Dataset excerpts:
== Segment start ==
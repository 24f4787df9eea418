use std::fmt;

use blacklabel_engine::gfx::EngineError;

/// Something activation needs but was not given.
#[derive(Debug, Copy, Clone, Eq, PartialEq)]
pub enum Prerequisite {
    /// No host container, or it was removed from the host.
    Container,
    /// No 3D engine was injected.
    Engine,
}

impl fmt::Display for Prerequisite {
    fn fmt(&self, f: &mut fmt::Formatter<'_>) -> fmt::Result {
        f.write_str(match self {
            Prerequisite::Container => "host container",
            Prerequisite::Engine => "3D engine",
        })
    }
}

#[derive(Debug, Clone, PartialEq, thiserror::Error)]
pub enum BackdropError {
    #[error("{0} unavailable")]
    PrerequisiteMissing(Prerequisite),

    #[error("3D engine failed: {0}")]
    Engine(#[from] EngineError),
}

impl From<Prerequisite> for BackdropError {
    fn from(p: Prerequisite) -> Self {
        BackdropError::PrerequisiteMissing(p)
    }
}
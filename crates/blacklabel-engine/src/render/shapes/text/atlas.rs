//! Glyph atlas: one R8 coverage texture filled shelf by shelf as glyphs are
//! first drawn.

use std::collections::HashMap;

use fontdue::layout::GlyphRasterConfig;

const ATLAS_SIZE: u32 = 2048;

/// Texels left empty around every glyph so linear filtering never bleeds a
/// neighbour in.
const GUTTER: u32 = 1;

/// Row allocator. Once a glyph fails to fit it stays full, so a burst of
/// oversize glyphs cannot scatter later ones across half-filled rows.
#[derive(Debug, Clone, PartialEq)]
struct Shelves {
    size: u32,
    x: u32,
    y: u32,
    tallest: u32,
    exhausted: bool,
}

impl Shelves {
    fn new(size: u32) -> Self {
        Self { size, x: GUTTER, y: GUTTER, tallest: 0, exhausted: false }
    }

    fn allocate(&mut self, w: u32, h: u32) -> Option<(u32, u32)> {
        if self.exhausted {
            return None;
        }
        let size = self.size;
        let fits_row = |x: u32| x + w + GUTTER <= size;

        if !fits_row(self.x) {
            self.y += self.tallest + GUTTER;
            self.x = GUTTER;
            self.tallest = 0;
        }
        if !fits_row(self.x) || self.y + h + GUTTER > size {
            self.exhausted = true;
            return None;
        }

        let corner = (self.x, self.y);
        self.x += w + GUTTER;
        self.tallest = self.tallest.max(h);
        Some(corner)
    }
}

/// Normalized texture coordinates of a cached glyph.
#[derive(Debug, Copy, Clone, PartialEq)]
pub(super) struct GlyphUv {
    pub min: [f32; 2],
    pub max: [f32; 2],
}

impl GlyphUv {
    fn of(x: u32, y: u32, w: u32, h: u32, atlas: u32) -> Self {
        let s = atlas as f32;
        Self {
            min: [x as f32 / s, y as f32 / s],
            max: [(x + w) as f32 / s, (y + h) as f32 / s],
        }
    }
}

pub(super) struct GlyphAtlas {
    texture: wgpu::Texture,
    view: wgpu::TextureView,
    sampler: wgpu::Sampler,
    shelves: Shelves,
    cached: HashMap<GlyphRasterConfig, GlyphUv>,
    reported_full: bool,
}

impl GlyphAtlas {
    pub(super) fn new(device: &wgpu::Device) -> Self {
        let texture = device.create_texture(&wgpu::TextureDescriptor {
            label: Some("blacklabel glyph atlas"),
            size: wgpu::Extent3d {
                width: ATLAS_SIZE,
                height: ATLAS_SIZE,
                depth_or_array_layers: 1,
            },
            mip_level_count: 1,
            sample_count: 1,
            dimension: wgpu::TextureDimension::D2,
            format: wgpu::TextureFormat::R8Unorm,
            usage: wgpu::TextureUsages::TEXTURE_BINDING | wgpu::TextureUsages::COPY_DST,
            view_formats: &[],
        });
        let sampler = device.create_sampler(&wgpu::SamplerDescriptor {
            label: Some("blacklabel glyph sampler"),
            mag_filter: wgpu::FilterMode::Linear,
            min_filter: wgpu::FilterMode::Linear,
            ..Default::default()
        });

        Self {
            view: texture.create_view(&wgpu::TextureViewDescriptor::default()),
            texture,
            sampler,
            shelves: Shelves::new(ATLAS_SIZE),
            cached: HashMap::new(),
            reported_full: false,
        }
    }

    pub(super) fn view(&self) -> &wgpu::TextureView {
        &self.view
    }

    pub(super) fn sampler(&self) -> &wgpu::Sampler {
        &self.sampler
    }

    /// Atlas slot for `key`, rasterizing and uploading the glyph on first
    /// use. `None` for blank glyphs and once the atlas is full.
    pub(super) fn lookup(
        &mut self,
        queue: &wgpu::Queue,
        font: &fontdue::Font,
        key: GlyphRasterConfig,
    ) -> Option<GlyphUv> {
        if let Some(uv) = self.cached.get(&key) {
            return Some(*uv);
        }

        let (metrics, coverage) = font.rasterize_config(key);
        let (w, h) = (metrics.width as u32, metrics.height as u32);
        if w == 0 || h == 0 {
            return None;
        }

        let Some((x, y)) = self.shelves.allocate(w, h) else {
            if !self.reported_full {
                log::warn!("glyph atlas full ({ATLAS_SIZE}px); new glyphs are dropped");
                self.reported_full = true;
            }
            return None;
        };

        queue.write_texture(
            wgpu::TexelCopyTextureInfo {
                texture: &self.texture,
                mip_level: 0,
                origin: wgpu::Origin3d { x, y, z: 0 },
                aspect: wgpu::TextureAspect::All,
            },
            &coverage,
            wgpu::TexelCopyBufferLayout {
                offset: 0,
                bytes_per_row: Some(w),
                rows_per_image: Some(h),
            },
            wgpu::Extent3d { width: w, height: h, depth_or_array_layers: 1 },
        );

        let uv = GlyphUv::of(x, y, w, h, ATLAS_SIZE);
        self.cached.insert(key, uv);
        Some(uv)
    }
}
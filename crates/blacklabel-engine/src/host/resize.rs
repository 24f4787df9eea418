/// Handle for one resize subscription.
#[derive(Debug, Copy, Clone, Eq, PartialEq, Hash, Ord, PartialOrd)]
pub struct ListenerId(u64);

/// Viewport resize subscriptions.
///
/// No debouncing: the host reports every change to every listener.
#[derive(Debug, Default)]
pub struct ResizeSignal {
    next_id: u64,
    listeners: Vec<ListenerId>,
}

impl ResizeSignal {
    pub fn subscribe(&mut self) -> ListenerId {
        self.next_id += 1;
        let id = ListenerId(self.next_id);
        self.listeners.push(id);
        id
    }

    /// Removes a subscription. Returns `false` if it was not subscribed.
    pub fn unsubscribe(&mut self, id: ListenerId) -> bool {
        let before = self.listeners.len();
        self.listeners.retain(|&l| l != id);
        self.listeners.len() != before
    }

    pub fn is_subscribed(&self, id: ListenerId) -> bool {
        self.listeners.contains(&id)
    }

    pub fn listener_count(&self) -> usize {
        self.listeners.len()
    }

    /// Snapshot of current listeners in subscription order.
    pub fn listeners(&self) -> Vec<ListenerId> {
        self.listeners.clone()
    }
}

#[cfg(test)]
mod tests {
    use super::*;

    #[test]
    fn subscribe_and_unsubscribe() {
        let mut r = ResizeSignal::default();
        let a = r.subscribe();
        assert!(r.is_subscribed(a));
        assert_eq!(r.listener_count(), 1);

        assert!(r.unsubscribe(a));
        assert!(!r.is_subscribed(a));
        assert_eq!(r.listener_count(), 0);
    }

    #[test]
    fn unsubscribe_twice_is_harmless() {
        let mut r = ResizeSignal::default();
        let a = r.subscribe();
        assert!(r.unsubscribe(a));
        assert!(!r.unsubscribe(a));
    }
}
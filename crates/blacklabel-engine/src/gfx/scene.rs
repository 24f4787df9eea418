use glam::{EulerRot, Mat4, Quat, Vec3};

use crate::paint::Color;

use super::{GeometryId, Light, MaterialId};

/// Linear distance fog.
#[derive(Debug, Copy, Clone, PartialEq)]
pub struct Fog {
    pub color: Color,
    pub near: f32,
    pub far: f32,
}

impl Fog {
    pub fn new(color: Color, near: f32, far: f32) -> Self {
        Self { color, near, far }
    }

    /// Fog amount at view distance `depth`: 0 before `near`, 1 past `far`,
    /// smoothstepped in between.
    pub fn factor(&self, depth: f32) -> f32 {
        if self.far <= self.near {
            return if depth >= self.far { 1.0 } else { 0.0 };
        }
        let t = ((depth - self.near) / (self.far - self.near)).clamp(0.0, 1.0);
        t * t * (3.0 - 2.0 * t)
    }
}

/// Position, XYZ Euler rotation (radians) and scale.
#[derive(Debug, Copy, Clone, PartialEq)]
pub struct Transform {
    pub position: Vec3,
    pub rotation: Vec3,
    pub scale: Vec3,
}

impl Transform {
    pub const IDENTITY: Transform = Transform {
        position: Vec3::ZERO,
        rotation: Vec3::ZERO,
        scale: Vec3::ONE,
    };

    pub fn from_position(position: Vec3) -> Self {
        Self { position, ..Self::IDENTITY }
    }

    pub fn with_rotation(mut self, rotation: Vec3) -> Self {
        self.rotation = rotation;
        self
    }

    pub fn matrix(&self) -> Mat4 {
        let r = self.rotation;
        let q = Quat::from_euler(EulerRot::XYZ, r.x, r.y, r.z);
        Mat4::from_scale_rotation_translation(self.scale, q, self.position)
    }
}

impl Default for Transform {
    fn default() -> Self {
        Self::IDENTITY
    }
}

/// A geometry drawn with a material at a transform.
#[derive(Debug, Copy, Clone, PartialEq)]
pub struct Mesh {
    pub geometry: GeometryId,
    pub material: MaterialId,
    pub transform: Transform,
}

impl Mesh {
    pub fn new(geometry: GeometryId, material: MaterialId, transform: Transform) -> Self {
        Self { geometry, material, transform }
    }
}

/// Index of a light inside its scene.
#[derive(Debug, Copy, Clone, Eq, PartialEq, Hash)]
pub struct LightKey(usize);

/// Index of a mesh inside its scene.
#[derive(Debug, Copy, Clone, Eq, PartialEq, Hash)]
pub struct MeshKey(usize);

/// Flat scene graph: background, optional fog, lights and mesh instances.
///
/// The scene only references engine resources; disposing them is the owner's
/// job.
#[derive(Debug, Clone, PartialEq)]
pub struct Scene {
    pub background: Color,
    pub fog: Option<Fog>,
    lights: Vec<Light>,
    meshes: Vec<Mesh>,
}

impl Scene {
    pub fn new(background: Color) -> Self {
        Self { background, fog: None, lights: Vec::new(), meshes: Vec::new() }
    }

    pub fn with_fog(mut self, fog: Fog) -> Self {
        self.fog = Some(fog);
        self
    }

    pub fn add_light(&mut self, light: Light) -> LightKey {
        self.lights.push(light);
        LightKey(self.lights.len() - 1)
    }

    pub fn light(&self, key: LightKey) -> Option<&Light> {
        self.lights.get(key.0)
    }

    pub fn light_mut(&mut self, key: LightKey) -> Option<&mut Light> {
        self.lights.get_mut(key.0)
    }

    pub fn lights(&self) -> &[Light] {
        &self.lights
    }

    pub fn add_mesh(&mut self, mesh: Mesh) -> MeshKey {
        self.meshes.push(mesh);
        MeshKey(self.meshes.len() - 1)
    }

    pub fn mesh(&self, key: MeshKey) -> Option<&Mesh> {
        self.meshes.get(key.0)
    }

    pub fn mesh_mut(&mut self, key: MeshKey) -> Option<&mut Mesh> {
        self.meshes.get_mut(key.0)
    }

    pub fn meshes(&self) -> &[Mesh] {
        &self.meshes
    }
}

#[cfg(test)]
mod tests {
    use super::*;

    // ── fog ───────────────────────────────────────────────────────────────

    #[test]
    fn fog_ramps_between_near_and_far() {
        let fog = Fog::new(Color::BLACK, 18.0, 120.0);
        assert_eq!(fog.factor(5.0), 0.0);
        assert_eq!(fog.factor(200.0), 1.0);
        assert!((fog.factor(69.0) - 0.5).abs() < 1e-6);
    }

    #[test]
    fn collapsed_fog_range_is_a_step() {
        let fog = Fog::new(Color::BLACK, 10.0, 10.0);
        assert_eq!(fog.factor(9.9), 0.0);
        assert_eq!(fog.factor(10.0), 1.0);
    }

    // ── transform ─────────────────────────────────────────────────────────

    #[test]
    fn floor_rotation_turns_plane_normal_up() {
        let t = Transform::from_position(Vec3::new(0.0, -1.6, 0.0))
            .with_rotation(Vec3::new(-std::f32::consts::FRAC_PI_2, 0.0, 0.0));
        let n = t.matrix().transform_vector3(Vec3::Z);
        assert!((n - Vec3::Y).length() < 1e-5);
        assert_eq!(t.matrix().transform_point3(Vec3::ZERO), Vec3::new(0.0, -1.6, 0.0));
    }

    // ── scene ─────────────────────────────────────────────────────────────

    #[test]
    fn keys_address_what_was_added() {
        let mut scene = Scene::new(Color::BLACK);
        let key = scene.add_light(Light::ambient(Color::WHITE, 0.5));
        if let Some(l) = scene.light_mut(key) {
            l.intensity = 0.25;
        }
        assert_eq!(scene.light(key).map(|l| l.intensity), Some(0.25));
        assert_eq!(scene.lights().len(), 1);

        let m = scene.add_mesh(Mesh::new(GeometryId(1), MaterialId(2), Transform::IDENTITY));
        assert_eq!(scene.mesh(m).map(|m| m.material), Some(MaterialId(2)));
        assert!(scene.mesh(MeshKey(5)).is_none());
    }
}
== Segment end ==
Assignment: Find how many lines in the entries above use the word "enum". Write the number alone.

Exercise response: 2